Acompanhamos a tensão vivida entre a Igreja e o Estado, na nossa vizinha Espanha. O Governo reagiu fortemente à crítica do próprio Santo Padre, quando este pôs em questão a licitude de um Estado desencadear mecanismos legislativos que signifiquem um dirigismo das convicções da sociedade civil.
Em Espanha, as posições são claras: a sociedade civil respira um atmosfera de determinado padrão de valores. Qualquer Estado democrático não tem senão que dar suporte a que a sociedade civil se organize e promova a pluralidade de valores de referência, garantindo que tal pluralismo se situe dentro dos limites do bem comum e do fundamental respeito pela dignidade humana. Um Estado não tem que “cristianizar” a sociedade; mas também não tem legitimidade para a descristianizar!
O Estado é o serviço do bem público; não é quem plasma as opções das pessoas e dos grupos. Respeitar as pessoas não pode significar perverter os valores de referência, de modo a que a igualdade se transforme em relativismo total e negação da própria natureza.
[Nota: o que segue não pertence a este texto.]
//! 日志模块 - 控制台日志、文件日志和大小管理

use serde::{Deserialize, Serialize};
use std::fs::{self, File, OpenOptions};
use std::io::{self, BufWriter, Write};
use std::path::{Path, PathBuf};
use std::sync::{Arc, Mutex, MutexGuard};
use tracing_subscriber::fmt::MakeWriter;
use tracing_subscriber::prelude::*;
use tracing_subscriber::EnvFilter;

/// 日志文件名
const LOG_FILE_NAME: &str = "ftpsync.log";

/// 日志配置
#[derive(Debug, Clone, Serialize, Deserialize)]
#[serde(rename_all = "camelCase")]
pub struct LogConfig {
    /// 是否启用文件日志
    #[serde(default = "default_enabled")]
    pub enabled: bool,
    /// 最大日志文件大小（MB）
    #[serde(default = "default_max_size_mb")]
    pub max_size_mb: u32,
    /// 日志级别: "error", "warn", "info", "debug", "trace"
    #[serde(default = "default_level")]
    pub level: String,
    /// 日志目录，缺省时使用 [`get_log_dir`]
    #[serde(default)]
    pub dir: Option<String>,
}

fn default_enabled() -> bool {
    true
}

fn default_max_size_mb() -> u32 {
    5 // 默认 5MB
}

fn default_level() -> String {
    "info".to_string()
}

impl Default for LogConfig {
    fn default() -> Self {
        Self {
            enabled: default_enabled(),
            max_size_mb: default_max_size_mb(),
            level: default_level(),
            dir: None,
        }
    }
}

impl LogConfig {
    /// 将配置的日志级别转换为 tracing Level
    pub fn tracing_level(&self) -> tracing::Level {
        match self.level.to_lowercase().as_str() {
            "error" => tracing::Level::ERROR,
            "warn" => tracing::Level::WARN,
            "debug" => tracing::Level::DEBUG,
            "trace" => tracing::Level::TRACE,
            _ => tracing::Level::INFO,
        }
    }

    /// 实际使用的日志目录
    pub fn log_dir(&self) -> PathBuf {
        self.dir
            .as_deref()
            .filter(|d| !d.trim().is_empty())
            .map(PathBuf::from)
            .unwrap_or_else(get_log_dir)
    }
}

type SharedWriter = Arc<Mutex<Option<BufWriter<File>>>>;

fn lock(writer: &SharedWriter) -> MutexGuard<'_, Option<BufWriter<File>>> {
    // 写日志时发生 panic 不应让后续日志全部失效
    writer.lock().unwrap_or_else(|poisoned| poisoned.into_inner())
}

/// 带大小限制的日志写入器，超过上限时把当前文件轮转为 `.old`
#[derive(Clone)]
pub struct SizeRotatingWriter {
    file_path: PathBuf,
    max_size: u64,
    writer: SharedWriter,
}

impl SizeRotatingWriter {
    pub fn new(log_dir: &Path, max_size_mb: u32) -> io::Result<Self> {
        fs::create_dir_all(log_dir)?;

        let file_path = log_dir.join(LOG_FILE_NAME);
        let max_size = (max_size_mb as u64) * 1024 * 1024;

        let writer = Self::open_file(&file_path, max_size)?;

        Ok(Self {
            file_path,
            max_size,
            writer: Arc::new(Mutex::new(Some(writer))),
        })
    }

    pub fn file_path(&self) -> &Path {
        &self.file_path
    }

    fn open_file(file_path: &Path, max_size: u64) -> io::Result<BufWriter<File>> {
        if Self::exceeds(file_path, max_size) {
            Self::rotate_log(file_path)?;
        }

        let file = OpenOptions::new()
            .create(true)
            .append(true)
            .open(file_path)?;

        Ok(BufWriter::new(file))
    }

    fn exceeds(file_path: &Path, max_size: u64) -> bool {
        fs::metadata(file_path)
            .map(|m| m.len() > max_size)
            .unwrap_or(false)
    }

    /// 轮转日志文件: ftpsync.log -> ftpsync.log.old
    fn rotate_log(file_path: &Path) -> io::Result<()> {
        let backup_path = file_path.with_extension("log.old");

        if backup_path.exists() {
            fs::remove_file(&backup_path)?;
        }

        fs::rename(file_path, &backup_path)
    }

    /// 超过上限时关闭当前文件、轮转并重新打开
    fn rotate_if_needed(
        guard: &mut MutexGuard<'_, Option<BufWriter<File>>>,
        file_path: &Path,
        max_size: u64,
    ) {
        if !Self::exceeds(file_path, max_size) {
            return;
        }
        if let Some(mut w) = guard.take() {
            let _ = w.flush();
        }
        let _ = Self::rotate_log(file_path);
        if let Ok(new_writer) = Self::open_file(file_path, max_size) {
            **guard = Some(new_writer);
        }
    }
}

/// 单次日志事件的写入器
pub struct LogWriter {
    inner: SharedWriter,
    file_path: PathBuf,
    max_size: u64,
}

impl Write for LogWriter {
    fn write(&mut self, buf: &[u8]) -> io::Result<usize> {
        let mut guard = lock(&self.inner);

        let written = match guard.as_mut() {
            Some(writer) => {
                let n = writer.write(buf)?;
                writer.flush()?;
                n
            }
            None => return Err(io::Error::other("日志写入器不可用")),
        };

        SizeRotatingWriter::rotate_if_needed(&mut guard, &self.file_path, self.max_size);
        Ok(written)
    }

    fn flush(&mut self) -> io::Result<()> {
        match lock(&self.inner).as_mut() {
            Some(writer) => writer.flush(),
            None => Ok(()),
        }
    }
}

impl<'a> MakeWriter<'a> for SizeRotatingWriter {
    type Writer = LogWriter;

    fn make_writer(&'a self) -> Self::Writer {
        {
            let mut guard = lock(&self.writer);
            Self::rotate_if_needed(&mut guard, &self.file_path, self.max_size);
        }

        LogWriter {
            inner: self.writer.clone(),
            file_path: self.file_path.clone(),
            max_size: self.max_size,
        }
    }
}

/// 默认日志目录
pub fn get_log_dir() -> PathBuf {
    crate::dirs::cache_dir()
        .map(|p| p.join("ftpsync"))
        .unwrap_or_else(|| PathBuf::from(".ftpsync"))
}

/// 初始化日志系统
///
/// 控制台日志输出到 stderr（stdout 只用于结果信封）；启用文件日志时
/// 额外写入带大小限制的日志文件，文件创建失败则只保留控制台。
pub fn init_logging(config: &LogConfig) {
    let env_filter = EnvFilter::builder()
        .with_default_directive(config.tracing_level().into())
        .from_env_lossy();

    let console_layer = tracing_subscriber::fmt::layer()
        .with_writer(io::stderr)
        .with_target(false)
        .with_thread_ids(false)
        .with_thread_names(false);

    let file_layer = if config.enabled {
        let log_dir = config.log_dir();
        match SizeRotatingWriter::new(&log_dir, config.max_size_mb) {
            Ok(file_writer) => Some(
                tracing_subscriber::fmt::layer()
                    .with_writer(file_writer)
                    .with_ansi(false)
                    .with_target(false)
                    .with_thread_ids(false)
                    .with_thread_names(false),
            ),
            Err(e) => {
                eprintln!("无法创建日志文件 {}: {}", log_dir.display(), e);
                None
            }
        }
    } else {
        None
    };

    let subscriber = tracing_subscriber::registry()
        .with(env_filter)
        .with(console_layer)
        .with(file_layer);

    let _ = tracing::subscriber::set_global_default(subscriber);
}
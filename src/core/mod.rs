pub mod engine;
pub mod error;
pub mod listing;
pub mod walker;

pub use engine::{DownloadReport, SyncConfig, SyncEngine};
pub use error::{ErrorKind, OperationFailure, OperationOutcome, SyncError};
pub use listing::{parse_listing, Entry, EntryKind};
pub use walker::{DirectoryWalker, ListedEntry, WalkOutcome};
O Estado deve ser neutro; mas não pode desenvolver a filosofia da neutralidade, como a nova “religião” a impor a todos os cidadãos.
Entre nós, como lá, esta tensão é real. Só que, em Portugal, está latente. Em maré de pré-campanha eleitoral, dizem-se meias verdades. Ou então, fala-se em “choque de valores”. É, mais uma vez, o mesmo problema! O Estado não tem que dirigir política, social, filosófica ou religiosamente a sociedade; muito menos prosseguir torná-la reflexo das suas convicções. Nem para cristianizar, nem para descristianizar! Tem, isso sim, de fomentar a iniciativa dos cidadãos, a intervenção integrada das forças sociais.
Que nos dêem programas claros, no tocante à consideração da vida, às políticas sobre o paradigma da célula fundamental da sociedade que é a família, às perspectivas de educação, ao sentido de uma economia social… Então, teremos matéria para estudo e para escolha!